By Farid Neema
NAS virtualization is a software-based solution that, in its broadest definition, lets you manage a heterogeneous environment-including stand-alone and clustered file servers-as one storage pool. When one device reaches its limit, the virtualization software automatically allocates storage from that device to another NAS device or file server in the same pool. Some systems stripe files across RAID systems connected to different servers and re-stripe them transparently when new RAID systems are added.
Before delving into NAS virtualization, it’s important to review some of the basics behind both NAS and virtualization.
A NAS server is a single-purpose device designed to be easy to purchase, implement, and use. It combines a file server with a storage array in a single, integrated appliance, also referred to as a filer. A NAS system presents data in the form of files, allowing consolidation of storage that can be shared by other servers on the network. The simplicity of NAS for file services has been very attractive to IT managers. However, even though managing a few NAS devices is easy, managing many devices has proven to be challenging and costly.
A single file system that expands to the limits of a server’s physical capacity requires a time-consuming and complex upgrade to a larger server with more capacity. An easier solution is simply to deploy another server or NAS device. However, administrators must manage each server or NAS device, each with its own file system and each requiring independent manual attention for both file-system and capacity management issues.
With a high server count, this not only proves costly and inefficient, but it also puts a significant strain on the IT manager’s ability to adequately back up and protect critical data. Furthermore, some filers support only a single type of storage, making it difficult to tier different service levels for different business requirements. Each of these factors impacts the total cost of ownership (TCO).
NAS virtualization promises to hide complexity, automate tedious tasks, and streamline administration, and still meet the requirements of high performance and low TCO.
Traditionally, storage virtualization refers to a level of abstraction implemented in software that provides address mapping between physical entities and virtual entities. Applied to disk drives, virtualization divides available storage into virtual volumes. Virtual volumes are used by an operating system as if they were physical disk drives. The storage virtualization layer redirects I/O requests made against a virtual disk to blocks in physical storage. The system can move physical blocks and update the virtual-to-real mappings at any time.
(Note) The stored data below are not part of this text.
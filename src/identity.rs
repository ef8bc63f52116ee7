//! Host-app callback surface for identity values.
//!
//! Collaborating SDK modules (crash reporting, feedback, updates,
//! authentication) need identity values from the host app: user id, name,
//! email, and an anchor for presenting their UI. Each capability is its
//! own trait so a host registers only what its enabled features need; one
//! registry aggregates whichever subset is active. No UI surface is
//! defined here — values pass through unmodified.

use std::fmt;

/// The SDK module asking for a value.
#[derive(Debug, Clone, Copy, PartialEq, Eq, Hash)]
pub enum Component {
    CrashReporter,
    Feedback,
    Updater,
    Authenticator,
}

impl Component {
    pub fn as_str(self) -> &'static str {
        match self {
            Component::CrashReporter => "crash-reporter",
            Component::Feedback => "feedback",
            Component::Updater => "updater",
            Component::Authenticator => "authenticator",
        }
    }
}

impl fmt::Display for Component {
    fn fmt(&self, f: &mut fmt::Formatter<'_>) -> fmt::Result {
        f.write_str(self.as_str())
    }
}

/// Opaque handle to a host-app surface that a component may present UI
/// on. The SDK core never interprets it.
#[derive(Debug, Clone, PartialEq, Eq)]
pub struct PresentationAnchor(pub String);

/// Identity values supplied by the host app, keyed by the requesting
/// component so e.g. crash reports and feedback threads can carry
/// different users.
pub trait IdentitySource: Send + Sync {
    fn user_id(&self, component: Component) -> Option<String> {
        let _ = component;
        None
    }

    fn user_name(&self, component: Component) -> Option<String> {
        let _ = component;
        None
    }

    fn user_email(&self, component: Component) -> Option<String> {
        let _ = component;
        None
    }
}

/// Presentation anchor supplied by the host app.
pub trait PresentationSource: Send + Sync {
    fn presentation_anchor(&self, component: Component) -> Option<PresentationAnchor> {
        let _ = component;
        None
    }
}

/// Aggregating dispatcher over whichever capability sources the host
/// registered at startup. Unregistered capabilities answer `None`.
#[derive(Default)]
pub struct CallbackRegistry {
    identity: Option<Box<dyn IdentitySource>>,
    presentation: Option<Box<dyn PresentationSource>>,
}

impl CallbackRegistry {
    pub fn new() -> Self {
        Self::default()
    }

    pub fn register_identity(&mut self, source: Box<dyn IdentitySource>) {
        self.identity = Some(source);
    }

    pub fn register_presentation(&mut self, source: Box<dyn PresentationSource>) {
        self.presentation = Some(source);
    }

    pub fn user_id(&self, component: Component) -> Option<String> {
        self.identity.as_ref().and_then(|s| s.user_id(component))
    }

    pub fn user_name(&self, component: Component) -> Option<String> {
        self.identity.as_ref().and_then(|s| s.user_name(component))
    }

    pub fn user_email(&self, component: Component) -> Option<String> {
        self.identity.as_ref().and_then(|s| s.user_email(component))
    }

    pub fn presentation_anchor(&self, component: Component) -> Option<PresentationAnchor> {
        self.presentation
            .as_ref()
            .and_then(|s| s.presentation_anchor(component))
    }
}

#[cfg(test)]
mod tests {
    use super::*;

    struct PerComponentIdentity;

    impl IdentitySource for PerComponentIdentity {
        fn user_id(&self, component: Component) -> Option<String> {
            match component {
                Component::CrashReporter => Some("crash-user".to_string()),
                Component::Feedback => Some("feedback-user".to_string()),
                _ => None,
            }
        }

        fn user_email(&self, _component: Component) -> Option<String> {
            Some("user@example.com".to_string())
        }
    }

    struct RootWindow;

    impl PresentationSource for RootWindow {
        fn presentation_anchor(&self, _component: Component) -> Option<PresentationAnchor> {
            Some(PresentationAnchor("root-window".to_string()))
        }
    }

    #[test]
    fn test_empty_registry_answers_none() {
        let registry = CallbackRegistry::new();
        assert_eq!(registry.user_id(Component::CrashReporter), None);
        assert_eq!(registry.user_name(Component::Feedback), None);
        assert_eq!(registry.user_email(Component::Updater), None);
        assert_eq!(registry.presentation_anchor(Component::Authenticator), None);
    }

    #[test]
    fn test_registry_forwards_by_component() {
        let mut registry = CallbackRegistry::new();
        registry.register_identity(Box::new(PerComponentIdentity));

        assert_eq!(
            registry.user_id(Component::CrashReporter).as_deref(),
            Some("crash-user")
        );
        assert_eq!(
            registry.user_id(Component::Feedback).as_deref(),
            Some("feedback-user")
        );
        assert_eq!(registry.user_id(Component::Updater), None);

        // Default impl: no user_name registered by this source.
        assert_eq!(registry.user_name(Component::CrashReporter), None);
        assert_eq!(
            registry.user_email(Component::CrashReporter).as_deref(),
            Some("user@example.com")
        );
    }

    #[test]
    fn test_capabilities_register_independently() {
        let mut registry = CallbackRegistry::new();
        registry.register_presentation(Box::new(RootWindow));

        assert_eq!(registry.user_id(Component::Feedback), None);
        assert_eq!(
            registry.presentation_anchor(Component::Feedback),
            Some(PresentationAnchor("root-window".to_string()))
        );
    }
}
Rather than having to administer data by working with each disk in a disk farm, virtualization allows IT managers to deal with multi-disk storage as a single logical entity.
You can implement layers of virtualization at several levels and with several degrees of sophistication. One of the basic levels is found in volume managers, which are software utilities that create logical volume groups out of physical disk drives. RAID is an example of disk volume management that provides virtualization. Most operating systems have some level of volume management built in or are layered using third-party products. Most databases use an underlying file system to provide some level of virtualization so applications can address a space rather than a physical disk. NAS systems also provide a more advanced level of volume management and virtualization.
Storage virtualization implementations use different architectures and can be implemented in many ways along the I/O path. Most current implementations are in the host, the storage system, or the network fabric.
The virtualization function can be implemented in-band or out-of-band. An in-band implementation intercepts the data and controls access to the virtual pool of storage that it manages. RAID and NAS are examples of in-band virtualization. An in-band appliance can become a bottleneck and can constitute a single point of failure. However, multiple-server virtualization alleviates the performance concerns of in-band virtualization and allows for server fail-over to occur when one of the appliances is down.
In an out-of-band implementation, control functions and virtual-to-physical mappings are handled by a separate entity, while the data flows directly between the hosts and the storage devices.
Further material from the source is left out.